_What you are asked to do_
Work out how many lines in the records contain the word "current", and give that number alone.

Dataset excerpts

Content starts

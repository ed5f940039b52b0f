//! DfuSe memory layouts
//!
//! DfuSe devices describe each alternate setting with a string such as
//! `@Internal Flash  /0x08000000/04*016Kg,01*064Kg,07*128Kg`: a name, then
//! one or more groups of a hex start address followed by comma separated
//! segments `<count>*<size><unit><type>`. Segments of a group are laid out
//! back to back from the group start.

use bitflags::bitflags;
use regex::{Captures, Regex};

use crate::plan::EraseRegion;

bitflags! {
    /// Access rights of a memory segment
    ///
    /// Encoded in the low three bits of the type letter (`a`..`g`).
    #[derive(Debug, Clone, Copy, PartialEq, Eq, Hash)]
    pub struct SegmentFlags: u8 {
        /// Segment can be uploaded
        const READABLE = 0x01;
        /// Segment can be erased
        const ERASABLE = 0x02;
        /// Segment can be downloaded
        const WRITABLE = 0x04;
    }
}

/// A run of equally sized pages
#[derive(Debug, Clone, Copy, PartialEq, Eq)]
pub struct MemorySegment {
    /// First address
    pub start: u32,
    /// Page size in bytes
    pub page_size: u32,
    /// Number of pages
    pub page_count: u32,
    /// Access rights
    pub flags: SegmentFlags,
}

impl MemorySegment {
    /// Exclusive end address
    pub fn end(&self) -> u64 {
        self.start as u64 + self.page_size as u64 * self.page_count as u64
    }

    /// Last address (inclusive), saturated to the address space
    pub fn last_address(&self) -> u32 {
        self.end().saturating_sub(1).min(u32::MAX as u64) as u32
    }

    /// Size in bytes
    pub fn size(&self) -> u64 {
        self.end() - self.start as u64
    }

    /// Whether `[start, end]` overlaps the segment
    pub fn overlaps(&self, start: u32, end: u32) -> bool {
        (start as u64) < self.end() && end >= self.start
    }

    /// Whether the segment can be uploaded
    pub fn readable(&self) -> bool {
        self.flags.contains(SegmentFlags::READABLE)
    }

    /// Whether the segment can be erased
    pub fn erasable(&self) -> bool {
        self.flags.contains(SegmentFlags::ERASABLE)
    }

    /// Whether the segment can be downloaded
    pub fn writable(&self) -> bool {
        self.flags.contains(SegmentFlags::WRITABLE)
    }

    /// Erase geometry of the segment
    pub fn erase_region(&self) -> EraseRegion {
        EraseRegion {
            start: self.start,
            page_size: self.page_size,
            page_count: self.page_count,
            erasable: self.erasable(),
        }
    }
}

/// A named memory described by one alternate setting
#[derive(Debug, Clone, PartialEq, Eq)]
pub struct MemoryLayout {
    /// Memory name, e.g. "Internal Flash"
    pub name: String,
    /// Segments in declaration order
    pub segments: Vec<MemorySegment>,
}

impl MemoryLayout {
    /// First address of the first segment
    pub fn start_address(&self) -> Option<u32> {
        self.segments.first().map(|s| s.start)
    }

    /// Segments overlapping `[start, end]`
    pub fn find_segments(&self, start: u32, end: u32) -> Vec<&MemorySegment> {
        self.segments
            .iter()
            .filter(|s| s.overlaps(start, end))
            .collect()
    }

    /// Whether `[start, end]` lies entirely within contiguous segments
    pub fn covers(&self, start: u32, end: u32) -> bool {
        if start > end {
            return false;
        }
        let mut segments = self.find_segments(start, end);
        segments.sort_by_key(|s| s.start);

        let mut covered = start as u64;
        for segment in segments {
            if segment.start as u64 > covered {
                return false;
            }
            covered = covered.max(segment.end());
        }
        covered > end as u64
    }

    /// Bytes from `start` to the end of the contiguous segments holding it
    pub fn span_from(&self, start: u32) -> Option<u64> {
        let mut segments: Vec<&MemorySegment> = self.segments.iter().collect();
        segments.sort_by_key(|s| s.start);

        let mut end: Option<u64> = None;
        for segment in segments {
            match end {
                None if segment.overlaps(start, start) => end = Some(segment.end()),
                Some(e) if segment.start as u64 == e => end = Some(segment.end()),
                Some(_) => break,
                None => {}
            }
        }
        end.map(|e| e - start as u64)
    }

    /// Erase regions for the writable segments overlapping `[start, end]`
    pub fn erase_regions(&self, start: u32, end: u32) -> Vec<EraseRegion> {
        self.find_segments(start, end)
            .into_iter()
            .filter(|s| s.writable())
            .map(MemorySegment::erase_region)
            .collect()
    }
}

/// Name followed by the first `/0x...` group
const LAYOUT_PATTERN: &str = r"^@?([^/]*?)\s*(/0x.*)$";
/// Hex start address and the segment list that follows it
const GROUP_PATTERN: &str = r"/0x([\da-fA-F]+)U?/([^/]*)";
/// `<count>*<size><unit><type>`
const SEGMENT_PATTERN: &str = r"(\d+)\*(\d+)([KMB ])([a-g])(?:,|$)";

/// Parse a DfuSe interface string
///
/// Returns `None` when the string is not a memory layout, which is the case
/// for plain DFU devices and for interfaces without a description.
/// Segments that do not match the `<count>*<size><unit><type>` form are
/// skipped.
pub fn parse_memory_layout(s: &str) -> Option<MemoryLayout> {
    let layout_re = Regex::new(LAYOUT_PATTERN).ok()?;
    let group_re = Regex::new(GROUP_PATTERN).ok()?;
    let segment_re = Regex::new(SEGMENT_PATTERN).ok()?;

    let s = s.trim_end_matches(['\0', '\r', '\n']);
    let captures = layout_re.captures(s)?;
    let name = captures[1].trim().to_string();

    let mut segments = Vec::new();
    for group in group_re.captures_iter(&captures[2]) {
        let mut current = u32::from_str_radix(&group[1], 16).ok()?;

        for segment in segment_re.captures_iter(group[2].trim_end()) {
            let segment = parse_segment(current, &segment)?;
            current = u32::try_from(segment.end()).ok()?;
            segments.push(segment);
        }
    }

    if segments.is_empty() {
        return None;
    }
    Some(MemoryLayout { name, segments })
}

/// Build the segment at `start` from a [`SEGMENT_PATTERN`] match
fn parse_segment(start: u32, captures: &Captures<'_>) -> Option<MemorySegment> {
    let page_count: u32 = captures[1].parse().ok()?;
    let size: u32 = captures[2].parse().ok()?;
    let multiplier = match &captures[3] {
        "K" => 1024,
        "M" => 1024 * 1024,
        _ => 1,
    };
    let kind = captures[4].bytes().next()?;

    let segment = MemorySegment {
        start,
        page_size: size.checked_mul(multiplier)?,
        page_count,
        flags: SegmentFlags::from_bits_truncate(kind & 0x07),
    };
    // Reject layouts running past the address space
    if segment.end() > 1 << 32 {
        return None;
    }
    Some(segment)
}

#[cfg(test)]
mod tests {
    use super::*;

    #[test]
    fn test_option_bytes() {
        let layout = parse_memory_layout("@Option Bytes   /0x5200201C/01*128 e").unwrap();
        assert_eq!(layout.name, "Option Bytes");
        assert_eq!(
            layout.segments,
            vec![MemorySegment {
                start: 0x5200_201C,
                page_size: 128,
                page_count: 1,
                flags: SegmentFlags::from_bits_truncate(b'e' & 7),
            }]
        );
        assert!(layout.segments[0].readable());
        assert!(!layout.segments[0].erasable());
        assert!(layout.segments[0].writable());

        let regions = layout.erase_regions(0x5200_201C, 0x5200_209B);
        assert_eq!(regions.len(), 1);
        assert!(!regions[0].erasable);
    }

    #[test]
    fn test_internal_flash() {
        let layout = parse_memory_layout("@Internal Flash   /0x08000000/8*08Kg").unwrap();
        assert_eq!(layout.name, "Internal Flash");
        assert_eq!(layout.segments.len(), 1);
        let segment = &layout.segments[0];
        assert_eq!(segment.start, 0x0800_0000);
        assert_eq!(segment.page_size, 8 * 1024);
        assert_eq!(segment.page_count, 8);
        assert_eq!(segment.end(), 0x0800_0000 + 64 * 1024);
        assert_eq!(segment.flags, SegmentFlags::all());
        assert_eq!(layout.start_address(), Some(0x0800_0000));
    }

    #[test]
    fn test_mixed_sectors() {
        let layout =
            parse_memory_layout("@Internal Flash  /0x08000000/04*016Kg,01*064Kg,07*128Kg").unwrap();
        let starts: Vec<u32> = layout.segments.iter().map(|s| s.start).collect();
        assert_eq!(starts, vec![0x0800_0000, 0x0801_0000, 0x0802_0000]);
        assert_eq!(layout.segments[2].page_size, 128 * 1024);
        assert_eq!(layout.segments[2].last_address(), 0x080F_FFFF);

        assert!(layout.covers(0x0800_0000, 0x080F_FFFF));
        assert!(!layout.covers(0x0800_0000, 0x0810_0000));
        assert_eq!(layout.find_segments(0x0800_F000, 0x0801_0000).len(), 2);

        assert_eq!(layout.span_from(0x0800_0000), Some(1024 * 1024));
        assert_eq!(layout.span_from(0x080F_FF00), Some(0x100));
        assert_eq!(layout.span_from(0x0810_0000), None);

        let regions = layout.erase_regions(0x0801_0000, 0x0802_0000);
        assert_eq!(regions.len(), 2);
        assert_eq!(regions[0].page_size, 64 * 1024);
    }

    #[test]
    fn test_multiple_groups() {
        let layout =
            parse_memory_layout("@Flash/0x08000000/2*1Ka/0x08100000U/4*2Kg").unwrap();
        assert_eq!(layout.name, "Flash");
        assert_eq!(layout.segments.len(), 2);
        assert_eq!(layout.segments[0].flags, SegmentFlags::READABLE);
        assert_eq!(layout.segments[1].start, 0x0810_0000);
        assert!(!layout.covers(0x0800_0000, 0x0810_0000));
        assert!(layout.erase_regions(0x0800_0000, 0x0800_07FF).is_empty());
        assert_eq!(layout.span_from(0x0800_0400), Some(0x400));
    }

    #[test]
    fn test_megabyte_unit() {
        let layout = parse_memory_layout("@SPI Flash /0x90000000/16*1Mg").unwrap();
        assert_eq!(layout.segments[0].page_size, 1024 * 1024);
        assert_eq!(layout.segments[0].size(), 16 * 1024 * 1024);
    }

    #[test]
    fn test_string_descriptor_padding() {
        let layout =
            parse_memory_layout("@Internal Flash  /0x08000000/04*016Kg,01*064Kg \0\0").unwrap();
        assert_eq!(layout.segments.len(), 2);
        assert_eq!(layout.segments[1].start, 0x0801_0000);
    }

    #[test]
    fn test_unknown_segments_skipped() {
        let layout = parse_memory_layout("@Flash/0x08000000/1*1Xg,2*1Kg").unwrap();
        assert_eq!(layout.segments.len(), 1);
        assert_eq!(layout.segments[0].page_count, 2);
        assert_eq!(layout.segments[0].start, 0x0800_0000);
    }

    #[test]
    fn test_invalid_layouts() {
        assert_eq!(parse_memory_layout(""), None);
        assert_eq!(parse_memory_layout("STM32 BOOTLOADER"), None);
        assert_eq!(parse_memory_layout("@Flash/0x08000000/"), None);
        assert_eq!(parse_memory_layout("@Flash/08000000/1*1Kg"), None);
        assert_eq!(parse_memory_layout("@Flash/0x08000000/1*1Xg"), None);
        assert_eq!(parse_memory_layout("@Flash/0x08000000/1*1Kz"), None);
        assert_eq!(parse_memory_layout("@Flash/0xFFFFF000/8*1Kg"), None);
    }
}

Content ends

_Output below_
3